Records for this task:

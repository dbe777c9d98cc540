//! Transaction wrapper for writes

use heed::RwTxn;

use crate::constants::{MAX_SLUG_SUFFIX, META_GUID, META_PRIVACY};
use crate::db::{dbs, env, Dbs};
use crate::error::{err, invalid, Result};
use crate::item::{ItemId, ItemRecord, ItemType, NewItem, Privacy, UserId};
use crate::keys::{key, meta_key, slug_key};
use crate::slugs;

/// Transaction wrapper for batched writes
pub struct Tx {
    txn: RwTxn<'static>,
    dbs: &'static Dbs,
}

impl Tx {
    #[inline]
    pub(crate) fn new() -> Result<Self> {
        Ok(Tx {
            txn: env()?.write_txn().map_err(err)?,
            dbs: dbs()?,
        })
    }

    #[inline]
    pub(crate) fn tx(&mut self) -> &mut RwTxn<'static> {
        &mut self.txn
    }

    #[inline]
    pub(crate) fn dbs(&self) -> &'static Dbs {
        self.dbs
    }

    #[inline]
    pub(crate) fn commit(self) -> Result<()> {
        self.txn.commit().map_err(err)
    }

    /// Record a new upload and return its id
    pub fn insert_item(&mut self, new: &NewItem, now: u64) -> Result<ItemId> {
        if new.owner == 0 {
            return Err(invalid("owner", "an item needs an owner"));
        }
        if new.title.trim().is_empty() {
            return Err(invalid("title", "title cannot be empty"));
        }
        let id = self.next_id()?;
        self.set_next_id(id + 1)?;
        let slug = self.unique_slug(new.item_type, &new.title, id)?;

        let record = ItemRecord {
            item_type: new.item_type,
            owner: new.owner,
            title: new.title.clone(),
            slug,
            content: new.content.clone(),
            mime_type: new.mime_type.clone(),
            created_at: now,
            modified_at: now,
        };
        let d = self.dbs;
        d.slugs.put(self.tx(), &slug_key(record.item_type, &record.slug), &id).map_err(err)?;
        d.owners.put(self.tx(), &key(record.owner, id), &id).map_err(err)?;
        self.put_record(id, &record)?;
        self.set_privacy(id, new.privacy)?;
        if !new.guid.is_empty() {
            self.set_meta(id, META_GUID, &new.guid)?;
        }
        Ok(id)
    }

    /// Load the stored record for an item
    pub(crate) fn load(&mut self, id: ItemId) -> Result<Option<ItemRecord>> {
        let d = self.dbs;
        d.items.get(self.tx(), &id).map_err(err)
    }

    pub(crate) fn put_record(&mut self, id: ItemId, record: &ItemRecord) -> Result<()> {
        let d = self.dbs;
        d.items.put(self.tx(), &id, record).map_err(err)
    }

    /// Move an item between owners in the author index
    pub fn reassign(&mut self, id: ItemId, from: UserId, to: UserId) -> Result<()> {
        let d = self.dbs;
        d.owners.delete(self.tx(), &key(from, id)).map_err(err)?;
        d.owners.put(self.tx(), &key(to, id), &id).map_err(err)
    }

    pub fn set_privacy(&mut self, id: ItemId, privacy: Privacy) -> Result<()> {
        self.set_meta(id, META_PRIVACY, privacy.as_str())
    }

    /// Set a metadata value on an item
    pub fn set_meta(&mut self, id: ItemId, name: &str, value: &str) -> Result<()> {
        let d = self.dbs;
        d.item_meta.put(self.tx(), &meta_key(id, name), value).map_err(err)
    }

    /// Replace a user's capability mask
    pub fn set_caps(&mut self, user: UserId, mask: u64) -> Result<()> {
        let d = self.dbs;
        if mask == 0 {
            d.caps.delete(self.tx(), &user).map_err(err)?;
            return Ok(());
        }
        d.caps.put(self.tx(), &user, &mask).map_err(err)
    }

    pub fn caps(&mut self, user: UserId) -> Result<u64> {
        let d = self.dbs;
        Ok(d.caps.get(self.tx(), &user).map_err(err)?.unwrap_or(0))
    }

    fn unique_slug(&mut self, item_type: ItemType, title: &str, id: ItemId) -> Result<String> {
        let mut base = slugs::slugify(title);
        if base.is_empty() {
            base = id.to_string();
        }
        let d = self.dbs;
        for candidate in slugs::candidates(&base, MAX_SLUG_SUFFIX) {
            if d.slugs.get(self.tx(), &slug_key(item_type, &candidate)).map_err(err)?.is_none() {
                return Ok(candidate);
            }
        }
        Err(invalid("title", format!("no free slug left for '{}'", base)))
    }

    pub(crate) fn next_id(&mut self) -> Result<u64> {
        let d = self.dbs;
        Ok(d.meta
            .get(self.tx(), "next_id")
            .map_err(err)?
            .and_then(|s| s.parse().ok())
            .unwrap_or(1u64))
    }

    pub(crate) fn set_next_id(&mut self, id: u64) -> Result<()> {
        let d = self.dbs;
        d.meta.put(self.tx(), "next_id", &id.to_string()).map_err(err)
    }
}

/// Run multiple operations in a single transaction
#[inline]
pub fn transact<T, F: FnOnce(&mut Tx) -> Result<T>>(f: F) -> Result<T> {
    let mut tx = Tx::new()?;
    let r = f(&mut tx)?;
    tx.commit()?;
    Ok(r)
}

pub(crate) fn current_epoch() -> u64 {
    std::time::SystemTime::now()
        .duration_since(std::time::UNIX_EPOCH)
        .map(|d| d.as_millis() as u64)
        .unwrap_or_default()
}
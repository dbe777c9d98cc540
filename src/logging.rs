//! Subscriber setup for the server binary

use tracing_subscriber::{fmt, layer::SubscriberExt, util::SubscriberInitExt, EnvFilter};

/// Default filter when RUST_LOG is not set
pub const DEFAULT_FILTER: &str = "drivebit=info,tower_http=info";

/// Install a global subscriber writing to stdout. `RUST_LOG` overrides the
/// default filter; `json` switches to one JSON object per line.
pub fn init_logging(json: bool) {
    let filter = EnvFilter::try_from_default_env().unwrap_or_else(|_| EnvFilter::new(DEFAULT_FILTER));
    let registry = tracing_subscriber::registry().with(filter);
    let result = if json {
        registry.with(fmt::layer().json().with_target(true)).try_init()
    } else {
        registry.with(fmt::layer().with_target(true)).try_init()
    };
    if let Err(e) = result {
        eprintln!("logging already initialized: {}", e);
    }
}
//! Error types for drivebit

use thiserror::Error;

/// The main error type for drivebit operations
#[derive(Debug, Clone, PartialEq, Eq, Error)]
pub enum DriveError {
    /// The LMDB layer rejected a read or write
    #[error("storage error: {0}")]
    Storage(String),

    #[error("store not initialized")]
    NotInitialized,

    #[error("store already initialized at {0}")]
    AlreadyInitialized(String),

    /// The record being updated no longer exists
    #[error("update failed: item {0} does not exist")]
    UpdateFailed(u64),

    #[error("invalid {field}: {reason}")]
    InvalidField { field: &'static str, reason: String },

    #[error("unknown scope '{0}'")]
    UnknownScope(String),

    /// The viewer may not run this query
    #[error("forbidden: {0}")]
    Forbidden(&'static str),

    #[error("config error: {0}")]
    Config(String),
}

/// Result type alias for drivebit operations
pub type Result<T> = std::result::Result<T, DriveError>;

/// Convert any storage error to DriveError
pub fn err<E: std::error::Error>(e: E) -> DriveError {
    DriveError::Storage(e.to_string())
}

pub(crate) fn invalid(field: &'static str, reason: impl Into<String>) -> DriveError {
    DriveError::InvalidField { field, reason: reason.into() }
}
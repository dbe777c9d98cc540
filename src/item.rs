//! Item records and the value types used to create and change them

use std::fmt;
use std::str::FromStr;

use serde::{Deserialize, Serialize};

use crate::error::{invalid, DriveError};

pub type ItemId = u64;
pub type UserId = u64;

/// Kind of item. Slugs are unique per kind.
#[derive(Debug, Clone, Copy, PartialEq, Eq, Hash, Default, Serialize, Deserialize)]
#[serde(rename_all = "snake_case")]
pub enum ItemType {
    #[default]
    File,
    Folder,
}

impl ItemType {
    pub const fn as_str(self) -> &'static str {
        match self {
            ItemType::File => "file",
            ItemType::Folder => "folder",
        }
    }
}

impl fmt::Display for ItemType {
    fn fmt(&self, f: &mut fmt::Formatter<'_>) -> fmt::Result {
        f.write_str(self.as_str())
    }
}

/// Privacy flag gating visibility outside admin and owner contexts
#[derive(Debug, Clone, Copy, PartialEq, Eq, Hash, Default, Serialize, Deserialize)]
#[serde(rename_all = "snake_case")]
pub enum Privacy {
    Public,
    #[default]
    Private,
}

impl Privacy {
    pub const fn as_str(self) -> &'static str {
        match self {
            Privacy::Public => "public",
            Privacy::Private => "private",
        }
    }
}

impl fmt::Display for Privacy {
    fn fmt(&self, f: &mut fmt::Formatter<'_>) -> fmt::Result {
        f.write_str(self.as_str())
    }
}

impl FromStr for Privacy {
    type Err = DriveError;

    fn from_str(s: &str) -> Result<Self, Self::Err> {
        match s {
            "public" => Ok(Privacy::Public),
            "private" => Ok(Privacy::Private),
            other => Err(invalid("privacy", format!("'{}' is not public or private", other))),
        }
    }
}

/// Stored part of an item. Privacy and guid live in the metadata table.
#[derive(Debug, Clone, PartialEq, Eq, Serialize, Deserialize)]
pub(crate) struct ItemRecord {
    pub item_type: ItemType,
    pub owner: UserId,
    pub title: String,
    pub slug: String,
    pub content: String,
    pub mime_type: String,
    pub created_at: u64,
    pub modified_at: u64,
}

/// An uploaded file or folder as seen by callers
#[derive(Debug, Clone, PartialEq, Eq, Serialize, Deserialize)]
pub struct Item {
    pub id: ItemId,
    pub item_type: ItemType,
    pub owner: UserId,
    pub title: String,
    pub slug: String,
    pub content: String,
    pub mime_type: String,
    pub privacy: Privacy,
    /// Where the uploaded content lives
    pub guid: String,
    pub created_at: u64,
    pub modified_at: u64,
}

impl Item {
    pub(crate) fn from_record(id: ItemId, r: ItemRecord, privacy: Privacy, guid: String) -> Self {
        Item {
            id,
            item_type: r.item_type,
            owner: r.owner,
            title: r.title,
            slug: r.slug,
            content: r.content,
            mime_type: r.mime_type,
            privacy,
            guid,
            created_at: r.created_at,
            modified_at: r.modified_at,
        }
    }

    pub fn is_public(&self) -> bool {
        self.privacy == Privacy::Public
    }
}

/// Arguments for recording a new upload
#[derive(Debug, Clone, Default, PartialEq, Eq, Serialize, Deserialize)]
pub struct NewItem {
    #[serde(default)]
    pub item_type: ItemType,
    pub owner: UserId,
    pub title: String,
    #[serde(default)]
    pub content: String,
    #[serde(default)]
    pub mime_type: String,
    #[serde(default)]
    pub guid: String,
    #[serde(default)]
    pub privacy: Privacy,
}

impl NewItem {
    pub fn file(owner: UserId, title: impl Into<String>) -> Self {
        NewItem { owner, title: title.into(), ..Default::default() }
    }

    pub fn folder(owner: UserId, title: impl Into<String>) -> Self {
        NewItem { item_type: ItemType::Folder, ..Self::file(owner, title) }
    }

    pub fn content(mut self, content: impl Into<String>) -> Self {
        self.content = content.into();
        self
    }

    pub fn mime_type(mut self, mime_type: impl Into<String>) -> Self {
        self.mime_type = mime_type.into();
        self
    }

    pub fn guid(mut self, guid: impl Into<String>) -> Self {
        self.guid = guid.into();
        self
    }

    pub fn privacy(mut self, privacy: Privacy) -> Self {
        self.privacy = privacy;
        self
    }
}

/// Partial field map for an update. `None` leaves the field unchanged.
#[derive(Debug, Clone, Default, PartialEq, Eq, Serialize, Deserialize)]
pub struct ItemChanges {
    #[serde(default)]
    pub owner: Option<UserId>,
    #[serde(default)]
    pub privacy: Option<Privacy>,
    #[serde(default)]
    pub title: Option<String>,
    #[serde(default)]
    pub content: Option<String>,
    #[serde(default)]
    pub mime_type: Option<String>,
}

impl ItemChanges {
    pub fn owner(mut self, owner: UserId) -> Self {
        self.owner = Some(owner);
        self
    }

    pub fn privacy(mut self, privacy: Privacy) -> Self {
        self.privacy = Some(privacy);
        self
    }

    pub fn title(mut self, title: impl Into<String>) -> Self {
        self.title = Some(title.into());
        self
    }

    pub fn content(mut self, content: impl Into<String>) -> Self {
        self.content = Some(content.into());
        self
    }

    pub fn mime_type(mut self, mime_type: impl Into<String>) -> Self {
        self.mime_type = Some(mime_type.into());
        self
    }

    pub fn is_empty(&self) -> bool {
        self.owner.is_none()
            && self.privacy.is_none()
            && self.title.is_none()
            && self.content.is_none()
            && self.mime_type.is_none()
    }
}
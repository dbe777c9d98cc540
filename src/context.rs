//! Who is asking, and whose listing they are looking at

use serde::{Deserialize, Serialize};

use crate::caps;
use crate::error::Result;
use crate::item::UserId;

/// Supplies the displayed profile for a viewer, e.g. from the route of a
/// custom listing page.
pub trait DisplayedProfile {
    fn displayed_profile(&self, viewer: Option<UserId>) -> Option<UserId>;
}

impl<F> DisplayedProfile for F
where
    F: Fn(Option<UserId>) -> Option<UserId>,
{
    fn displayed_profile(&self, viewer: Option<UserId>) -> Option<UserId> {
        self(viewer)
    }
}

/// Explicit viewer context for one request
#[derive(Debug, Clone, Copy, Default, PartialEq, Eq, Serialize, Deserialize)]
pub struct ViewerContext {
    /// Authenticated user, `None` for anonymous requests
    pub viewer: Option<UserId>,
    /// Bypasses owner and privacy checks where the policy allows it
    pub is_admin: bool,
    /// User whose profile listing is being rendered
    pub displayed_profile: Option<UserId>,
}

impl ViewerContext {
    pub fn anonymous() -> Self {
        Self::default()
    }

    /// A signed-in, non-admin viewer
    pub fn user(id: UserId) -> Self {
        ViewerContext { viewer: Some(id), ..Self::default() }
    }

    pub fn admin(id: UserId) -> Self {
        ViewerContext { viewer: Some(id), is_admin: true, displayed_profile: None }
    }

    /// Build a context for a stored user; admin when they hold MODERATE
    pub fn for_user(id: UserId) -> Result<Self> {
        Ok(ViewerContext { is_admin: caps::is_moderator(id)?, ..Self::user(id) })
    }

    pub fn with_displayed_profile(mut self, profile: UserId) -> Self {
        self.displayed_profile = Some(profile);
        self
    }

    /// Let a strategy decide the displayed profile. A `None` answer keeps the
    /// current value.
    pub fn with_profile_from<P: DisplayedProfile + ?Sized>(mut self, source: &P) -> Self {
        if let Some(p) = source.displayed_profile(self.viewer) {
            self.displayed_profile = Some(p);
        }
        self
    }

    /// Displayed profile, falling back to the viewer's own
    pub fn profile(&self) -> Option<UserId> {
        self.displayed_profile.or(self.viewer)
    }

    /// Whether the viewer is looking at their own profile
    pub fn is_own_profile(&self) -> bool {
        matches!((self.viewer, self.profile()), (Some(v), Some(p)) if v == p)
    }
}
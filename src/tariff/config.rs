use serde::{Deserialize, Serialize};
use sunledger_quantities::rate::KilowattHourRate;

use crate::prelude::*;

/// Tariff configuration as it is stored and exchanged.
///
/// Range strings are kept verbatim so that the document round-trips exactly. Use
/// [`Tariff::try_from`][crate::tariff::Tariff] to validate it and fill in the defaults.
#[derive(Clone, Debug, PartialEq, Eq, Serialize, Deserialize)]
#[serde(rename_all = "camelCase")]
pub struct TariffConfig {
    pub peak_price: KilowattHourRate,
    pub valley_price: KilowattHourRate,
    pub flat_price: KilowattHourRate,

    /// `HH:MM-HH:MM` ranges.
    pub peak_hours: Vec<String>,

    /// `HH:MM-HH:MM` ranges.
    pub valley_hours: Vec<String>,

    /// Informational only: anything outside the peak and valley hours is flat anyway.
    pub flat_hours: Vec<String>,

    /// Generation subsidy.
    #[serde(default, skip_serializing_if = "Option::is_none")]
    pub subsidy_price: Option<KilowattHourRate>,

    /// Feed-in price for the energy exported to the grid.
    #[serde(default, skip_serializing_if = "Option::is_none")]
    pub grid_price: Option<KilowattHourRate>,
}

impl TariffConfig {
    pub const DEFAULT_SUBSIDY_PRICE: f64 = 0.0;
    pub const DEFAULT_GRID_PRICE: f64 = 0.35;

    pub fn from_json(json: &str) -> Result<Self> {
        serde_json::from_str(json).context("failed to parse the tariff configuration")
    }

    pub fn to_json(&self) -> Result<String> {
        serde_json::to_string_pretty(self).context("failed to serialize the tariff configuration")
    }
}

impl Default for TariffConfig {
    fn default() -> Self {
        Self {
            peak_price: KilowattHourRate::from(0.8),
            valley_price: KilowattHourRate::from(0.3),
            flat_price: KilowattHourRate::from(0.5),
            peak_hours: vec!["08:00-11:00".to_owned(), "18:00-22:00".to_owned()],
            valley_hours: vec!["00:00-06:00".to_owned()],
            flat_hours: vec![
                "06:00-08:00".to_owned(),
                "11:00-18:00".to_owned(),
                "22:00-24:00".to_owned(),
            ],
            subsidy_price: Some(KilowattHourRate::from(0.42)),
            grid_price: Some(KilowattHourRate::from(0.35)),
        }
    }
}

#[cfg(test)]
mod tests {
    use super::*;

    #[test]
    fn test_round_trip() {
        let json = r#"{
            "peakPrice": 0.8,
            "valleyPrice": 0.3,
            "flatPrice": 0.5,
            "peakHours": ["08:00-11:00", "18:00-22:00"],
            "valleyHours": ["22:00-06:00"],
            "flatHours": ["06:00-08:00", "11:00-18:00", "22:00-24:00"],
            "gridPrice": 0.4
        }"#;
        let config = TariffConfig::from_json(json).unwrap();
        assert_eq!(config.valley_hours, ["22:00-06:00"]);
        assert_eq!(config.flat_hours[2], "22:00-24:00");
        assert_eq!(config.subsidy_price, None);
        assert_eq!(config.grid_price, Some(KilowattHourRate::from(0.4)));

        let serialized = config.to_json().unwrap();
        assert!(serialized.contains(r#""22:00-24:00""#));
        assert!(!serialized.contains("subsidyPrice"));
        assert_eq!(TariffConfig::from_json(&serialized).unwrap(), config);
    }

    #[test]
    fn test_default_round_trip() {
        let config = TariffConfig::default();
        assert_eq!(TariffConfig::from_json(&config.to_json().unwrap()).unwrap(), config);
    }

    #[test]
    fn test_missing_price() {
        let json = r#"{"peakPrice": 0.8, "valleyPrice": 0.3, "peakHours": [], "valleyHours": [], "flatHours": []}"#;
        assert!(TariffConfig::from_json(json).is_err());
    }
}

What to do:
Within the material above, the line with "use thiserror::Error;" opens the range and the line with "use std::str::FromStr;" closes it; reproduce that range word for word.

Result:
use thiserror::Error;

/// The main error type for drivebit operations
#[derive(Debug, Clone, PartialEq, Eq, Error)]
pub enum DriveError {
    /// The LMDB layer rejected a read or write
    #[error("storage error: {0}")]
    Storage(String),

    #[error("store not initialized")]
    NotInitialized,

    #[error("store already initialized at {0}")]
    AlreadyInitialized(String),

    /// The record being updated no longer exists
    #[error("update failed: item {0} does not exist")]
    UpdateFailed(u64),

    #[error("invalid {field}: {reason}")]
    InvalidField { field: &'static str, reason: String },

    #[error("unknown scope '{0}'")]
    UnknownScope(String),

    /// The viewer may not run this query
    #[error("forbidden: {0}")]
    Forbidden(&'static str),

    #[error("config error: {0}")]
    Config(String),
}

/// Result type alias for drivebit operations
pub type Result<T> = std::result::Result<T, DriveError>;

/// Convert any storage error to DriveError
pub fn err<E: std::error::Error>(e: E) -> DriveError {
    DriveError::Storage(e.to_string())
}

pub(crate) fn invalid(field: &'static str, reason: impl Into<String>) -> DriveError {
    DriveError::InvalidField { field, reason: reason.into() }
}
repository dbe777c9d98cc540
filename src/item.rs
//! Item records and the value types used to create and change them

use std::fmt;
use std::str::FromStr;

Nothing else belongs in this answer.